- [EXERCISE INSTRUCTIONS] An accurate, complete copy of the records below is required.

- [EXERCISE INPUT]
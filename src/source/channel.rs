//! Channel-based data source.
//!
//! Receives monitor records via a tokio watch channel.
//! This is useful when another component in the same process already
//! fetches the records and pushes them rather than having them polled.

use tokio::sync::watch;

use super::{normalize_prefix, DataSource, MATCH_ALL};
use crate::data::MonitorRecord;

/// A data source that receives monitor records via a channel.
///
/// The producer owns fetching and filtering; the prefix set on this
/// source is only recorded for display.
///
/// # Example
///
/// ```
/// use pairwatch::ChannelSource;
///
/// // Create a channel pair
/// let (tx, source) = ChannelSource::create("embedded");
/// ```
#[derive(Debug)]
pub struct ChannelSource {
    receiver: watch::Receiver<Vec<MonitorRecord>>,
    description: String,
    prefix: String,
    /// Track if we've returned the initial value yet
    initial_returned: bool,
}

impl ChannelSource {
    /// Create a new channel source.
    ///
    /// # Arguments
    ///
    /// * `receiver` - The receiving end of a watch channel
    /// * `source_description` - A description of where records come from
    pub fn new(receiver: watch::Receiver<Vec<MonitorRecord>>, source_description: &str) -> Self {
        let description = format!("channel: {}", source_description);
        Self {
            receiver,
            description,
            prefix: MATCH_ALL.to_string(),
            initial_returned: false,
        }
    }

    /// Create a channel pair for sending records to a ChannelSource.
    ///
    /// Returns (sender, source) where the sender can be used to push
    /// record sets and the source can be handed to the TUI.
    pub fn create(source_description: &str) -> (watch::Sender<Vec<MonitorRecord>>, Self) {
        let (tx, rx) = watch::channel(Vec::new());
        let source = Self::new(rx, source_description);
        (tx, source)
    }
}

impl DataSource for ChannelSource {
    fn poll(&mut self) -> Option<Vec<MonitorRecord>> {
        // Return the initial value on first poll
        if !self.initial_returned {
            self.initial_returned = true;
            self.receiver.mark_changed();
        }

        // Check if there's a new value without blocking
        if self.receiver.has_changed().unwrap_or(false) {
            Some(self.receiver.borrow_and_update().clone())
        } else {
            None
        }
    }

    fn description(&self) -> &str {
        &self.description
    }

    fn error(&self) -> Option<String> {
        // Fetch errors belong to the producer
        None
    }

    fn prefix(&self) -> &str {
        &self.prefix
    }

    fn set_prefix(&mut self, prefix: &str) {
        self.prefix = normalize_prefix(prefix);
    }

    fn refresh(&mut self) {
        self.receiver.mark_changed();
    }
}
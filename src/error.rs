//! Error types for data sources.

use thiserror::Error;

/// Errors that can occur while fetching monitor records.
#[derive(Debug, Error)]
pub enum SourceError {
    /// HTTP request failed.
    #[error("HTTP request failed: {0}")]
    Http(String),

    /// Backend answered with a non-success status.
    #[error("Backend returned status {0}")]
    Status(u16),

    /// Failed to parse the response body or file contents.
    #[error("Parse error: {0}")]
    Parse(String),

    /// Connection failed.
    #[error("Connection failed: {0}")]
    Connection(String),

    /// Timeout waiting for response.
    #[error("Request timed out")]
    Timeout,

    /// Reading a local file failed.
    #[error("Read error: {0}")]
    Read(#[from] std::io::Error),
}

impl From<reqwest::Error> for SourceError {
    fn from(err: reqwest::Error) -> Self {
        if err.is_timeout() {
            SourceError::Timeout
        } else if err.is_connect() {
            SourceError::Connection(err.to_string())
        } else if err.is_decode() {
            SourceError::Parse(err.to_string())
        } else {
            SourceError::Http(err.to_string())
        }
    }
}

impl From<serde_json::Error> for SourceError {
    fn from(err: serde_json::Error) -> Self {
        SourceError::Parse(err.to_string())
    }
}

- [TASK RESPONSE]
filename src/source/channel.rs
//! Channel-based data source.
//!
//! Receives monitor records via a tokio watch channel.
//! This is useful when another component in the same process already
//! fetches the records and pushes them rather than having them polled.

use tokio::sync::watch;

use super::{normalize_prefix, DataSource, MATCH_ALL};
use crate::data::MonitorRecord;

/// A data source that receives monitor records via a channel.
///
/// The producer owns fetching and filtering; the prefix set on this
/// source is only recorded for display.
///
/// # Example
///
/// ```
/// use pairwatch::ChannelSource;
///
/// // Create a channel pair
/// let (tx, source) = ChannelSource::create("embedded");
/// ```
#[derive(Debug)]
pub struct ChannelSource {
    receiver: watch::Receiver<Vec<MonitorRecord>>,
    description: String,
    prefix: String,
    /// Track if we've returned the initial value yet
    initial_returned: bool,
}

impl ChannelSource {
    /// Create a new channel source.
    ///
    /// # Arguments
    ///
    /// * `receiver` - The receiving end of a watch channel
    /// * `source_description` - A description of where records come from
    pub fn new(receiver: watch::Receiver<Vec<MonitorRecord>>, source_description: &str) -> Self {
        let description = format!("channel: {}", source_description);
        Self {
            receiver,
            description,
            prefix: MATCH_ALL.to_string(),
            initial_returned: false,
        }
    }

    /// Create a channel pair for sending records to a ChannelSource.
    ///
    /// Returns (sender, source) where the sender can be used to push
    /// record sets and the source can be handed to the TUI.
    pub fn create(source_description: &str) -> (watch::Sender<Vec<MonitorRecord>>, Self) {
        let (tx, rx) = watch::channel(Vec::new());
        let source = Self::new(rx, source_description);
        (tx, source)
    }
}

impl DataSource for ChannelSource {
    fn poll(&mut self) -> Option<Vec<MonitorRecord>> {
        // Return the initial value on first poll
        if !self.initial_returned {
            self.initial_returned = true;
            self.receiver.mark_changed();
        }

        // Check if there's a new value without blocking
        if self.receiver.has_changed().unwrap_or(false) {
            Some(self.receiver.borrow_and_update().clone())
        } else {
            None
        }
    }

    fn description(&self) -> &str {
        &self.description
    }

    fn error(&self) -> Option<String> {
        // Fetch errors belong to the producer
        None
    }

    fn prefix(&self) -> &str {
        &self.prefix
    }

    fn set_prefix(&mut self, prefix: &str) {
        self.prefix = normalize_prefix(prefix);
    }

    fn refresh(&mut self) {
        self.receiver.mark_changed();
    }
}
filename src/error.rs
//! Error types for data sources.

use thiserror::Error;

/// Errors that can occur while fetching monitor records.
#[derive(Debug, Error)]
pub enum SourceError {
    /// HTTP request failed.
    #[error("HTTP request failed: {0}")]
    Http(String),

    /// Backend answered with a non-success status.
    #[error("Backend returned status {0}")]
    Status(u16),

    /// Failed to parse the response body or file contents.
    #[error("Parse error: {0}")]
    Parse(String),

    /// Connection failed.
    #[error("Connection failed: {0}")]
    Connection(String),

    /// Timeout waiting for response.
    #[error("Request timed out")]
    Timeout,

    /// Reading a local file failed.
    #[error("Read error: {0}")]
    Read(#[from] std::io::Error),
}

impl From<reqwest::Error> for SourceError {
    fn from(err: reqwest::Error) -> Self {
        if err.is_timeout() {
            SourceError::Timeout
        } else if err.is_connect() {
            SourceError::Connection(err.to_string())
        } else if err.is_decode() {
            SourceError::Parse(err.to_string())
        } else {
            SourceError::Http(err.to_string())
        }
    }
}

impl From<serde_json::Error> for SourceError {
    fn from(err: serde_json::Error) -> Self {
        SourceError::Parse(err.to_string())
    }
}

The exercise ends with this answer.